咲希とエレン、2人はひとり親という境遇が同じせいか、気が合うようだった。
咲希に、友達ができてよかったと思うと同時に、滝口に近づけたことに、沙織は心躍らせていた。
彼は、娘の小学校に行事の際にやってくる、所帯じみた父親たちとはかけ離れている。
すらっと長身、上品で紳士的な物腰。個別指導の塾に入れるなど、お金に糸目なく、娘を大切に育てようとしているところも好感が持てる。

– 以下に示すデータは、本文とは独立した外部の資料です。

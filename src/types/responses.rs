//! Tipos de resposta da recuperação e da cascata.

use std::collections::BTreeMap;

use serde::{Deserialize, Serialize};

use super::pattern::Embedding;

/// Etapa que produziu o score atual do candidato.
#[derive(Debug, Clone, Copy, Serialize, Deserialize, PartialEq, Eq)]
#[serde(rename_all = "snake_case")]
pub enum Stage {
    /// Busca aproximada no índice.
    Coarse,
    /// Re-score exato por cosseno.
    Fine,
    /// Re-ranking do teacher.
    Teacher,
}

impl std::fmt::Display for Stage {
    fn fmt(&self, f: &mut std::fmt::Formatter<'_>) -> std::fmt::Result {
        match self {
            Stage::Coarse => write!(f, "coarse"),
            Stage::Fine => write!(f, "fine"),
            Stage::Teacher => write!(f, "teacher"),
        }
    }
}

/// Um resultado de recuperação com score.
#[derive(Debug, Clone, PartialEq, Serialize, Deserialize)]
pub struct RetrievalCandidate {
    /// Referência opaca ao corpus do chamador (id do padrão, id do documento).
    pub content_ref: Option<String>,

    /// Texto do candidato, quando disponível. Necessário para o teacher.
    pub text: Option<String>,

    /// Vetor devolvido pelo índice, quando disponível.
    #[serde(default, skip_serializing_if = "Option::is_none")]
    pub embedding: Option<Embedding>,

    /// Campos livres vindos do índice.
    #[serde(default)]
    pub metadata: BTreeMap<String, serde_json::Value>,

    /// Score da última etapa que tocou o candidato.
    pub score: f64,

    /// Etapa que produziu `score`.
    pub stage: Stage,

    /// Score do student, definido pela cascata.
    #[serde(default, skip_serializing_if = "Option::is_none")]
    pub student_score: Option<f64>,

    /// Score do teacher, definido pela cascata.
    #[serde(default, skip_serializing_if = "Option::is_none")]
    pub teacher_score: Option<f64>,
}

impl RetrievalCandidate {
    /// Cria um candidato da etapa grossa com o score dado.
    pub fn new(score: f64) -> Self {
        Self {
            content_ref: None,
            text: None,
            embedding: None,
            metadata: BTreeMap::new(),
            score,
            stage: Stage::Coarse,
            student_score: None,
            teacher_score: None,
        }
    }

    /// Define a referência de conteúdo.
    #[must_use]
    pub fn with_ref(mut self, content_ref: impl Into<String>) -> Self {
        self.content_ref = Some(content_ref.into());
        self
    }

    /// Define o texto.
    #[must_use]
    pub fn with_text(mut self, text: impl Into<String>) -> Self {
        self.text = Some(text.into());
        self
    }

    /// Associa um embedding.
    #[must_use]
    pub fn with_embedding(mut self, embedding: Embedding) -> Self {
        self.embedding = Some(embedding);
        self
    }

    /// Adiciona um campo de metadados.
    #[must_use]
    pub fn with_metadata(mut self, key: impl Into<String>, value: serde_json::Value) -> Self {
        self.metadata.insert(key.into(), value);
        self
    }

    /// Define a etapa.
    #[must_use]
    pub fn at_stage(mut self, stage: Stage) -> Self {
        self.stage = stage;
        self
    }
}

/// Estratégia da cascata que produziu o resultado.
#[derive(Debug, Clone, Copy, Serialize, Deserialize, PartialEq, Eq)]
pub enum Strategy {
    /// O student estava confiante; o teacher foi pulado.
    #[serde(rename = "student-only (adaptive)")]
    StudentOnly,
    /// O student propôs e o teacher reordenou.
    #[serde(rename = "student-retrieve-teacher-rerank")]
    TeacherRerank,
}

impl std::fmt::Display for Strategy {
    fn fmt(&self, f: &mut std::fmt::Formatter<'_>) -> std::fmt::Result {
        match self {
            Strategy::StudentOnly => write!(f, "student-only (adaptive)"),
            Strategy::TeacherRerank => write!(f, "student-retrieve-teacher-rerank"),
        }
    }
}

/// Metadados de como o resultado da cascata foi produzido.
#[derive(Debug, Clone, Default, PartialEq, Serialize, Deserialize)]
pub struct CascadeMetadata {
    /// Candidatos pedidos ao student.
    pub initial_k: usize,

    /// Candidatos pedidos pelo chamador.
    pub final_k: usize,

    /// Tempo total da chamada (em milissegundos).
    pub execution_time_ms: f64,

    /// Estratégia usada; ausente em resultados vazios ou com falha.
    pub strategy: Option<Strategy>,

    /// Falha do student, quando a chamada não pôde continuar.
    #[serde(default, skip_serializing_if = "Option::is_none")]
    pub error: Option<String>,

    /// Explicação para resultados vazios.
    #[serde(default, skip_serializing_if = "Option::is_none")]
    pub message: Option<String>,

    /// Chamadas de score ao teacher tentadas.
    pub teacher_calls: usize,

    /// Chamadas ao teacher que falharam ou expiraram.
    pub teacher_failures: usize,

    /// Se o orçamento de re-ranking acabou antes de pontuar todos os candidatos.
    pub timed_out: bool,
}

/// Saída da cascata teacher/student.
#[derive(Debug, Clone, PartialEq, Serialize, Deserialize)]
pub struct CascadeResult {
    /// Candidatos ordenados, melhor primeiro.
    pub candidates: Vec<RetrievalCandidate>,

    /// Como o resultado foi produzido.
    pub metadata: CascadeMetadata,
}

impl CascadeResult {
    /// Cria um resultado vazio só com metadados.
    pub fn empty(metadata: CascadeMetadata) -> Self {
        Self {
            candidates: Vec::new(),
            metadata,
        }
    }

    /// Número de candidatos.
    pub fn len(&self) -> usize {
        self.candidates.len()
    }

    /// Se não há candidatos.
    pub fn is_empty(&self) -> bool {
        self.candidates.is_empty()
    }

    /// Se a chamada ao student falhou.
    pub fn is_error(&self) -> bool {
        self.metadata.error.is_some()
    }
}

#[cfg(test)]
mod tests {
    use super::*;

    #[test]
    fn test_strategy_serialization() {
        assert_eq!(
            serde_json::to_string(&Strategy::StudentOnly).unwrap(),
            "\"student-only (adaptive)\""
        );
        assert_eq!(
            serde_json::to_string(&Strategy::TeacherRerank).unwrap(),
            "\"student-retrieve-teacher-rerank\""
        );
    }

    #[test]
    fn test_stage_display() {
        assert_eq!(format!("{}", Stage::Coarse), "coarse");
        assert_eq!(format!("{}", Stage::Fine), "fine");
        assert_eq!(format!("{}", Stage::Teacher), "teacher");
    }

    #[test]
    fn test_candidate_builder() {
        let candidate = RetrievalCandidate::new(0.4)
            .with_ref("doc-1")
            .with_text("hello")
            .with_metadata("lang", serde_json::json!("en"))
            .at_stage(Stage::Fine);

        assert_eq!(candidate.content_ref.as_deref(), Some("doc-1"));
        assert_eq!(candidate.stage, Stage::Fine);
        assert_eq!(candidate.metadata["lang"], "en");
        assert!(candidate.student_score.is_none());
    }
}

― パパ友っていうのかしら?中学校のオープンキャンパス、誘っちゃおうかな。
沙織は少し考えてから、LINEに文字を打ち始めた。
『沙織:今日はお疲れさまでした。ところで、うちの娘が、エレンちゃんを中学校のオープンキャンパスに誘っているんですが、パパもご一緒にいかがですか?』
そして、送信した後『お忙しかったら、私、連れて行きますよ』と追加で送ってみた。すると、すぐに既読マークになり返信が届いた。
『滝口:ありがとうございます。ぜひ、ご一緒させてください』
その返信を見て、沙織はふふふと笑った。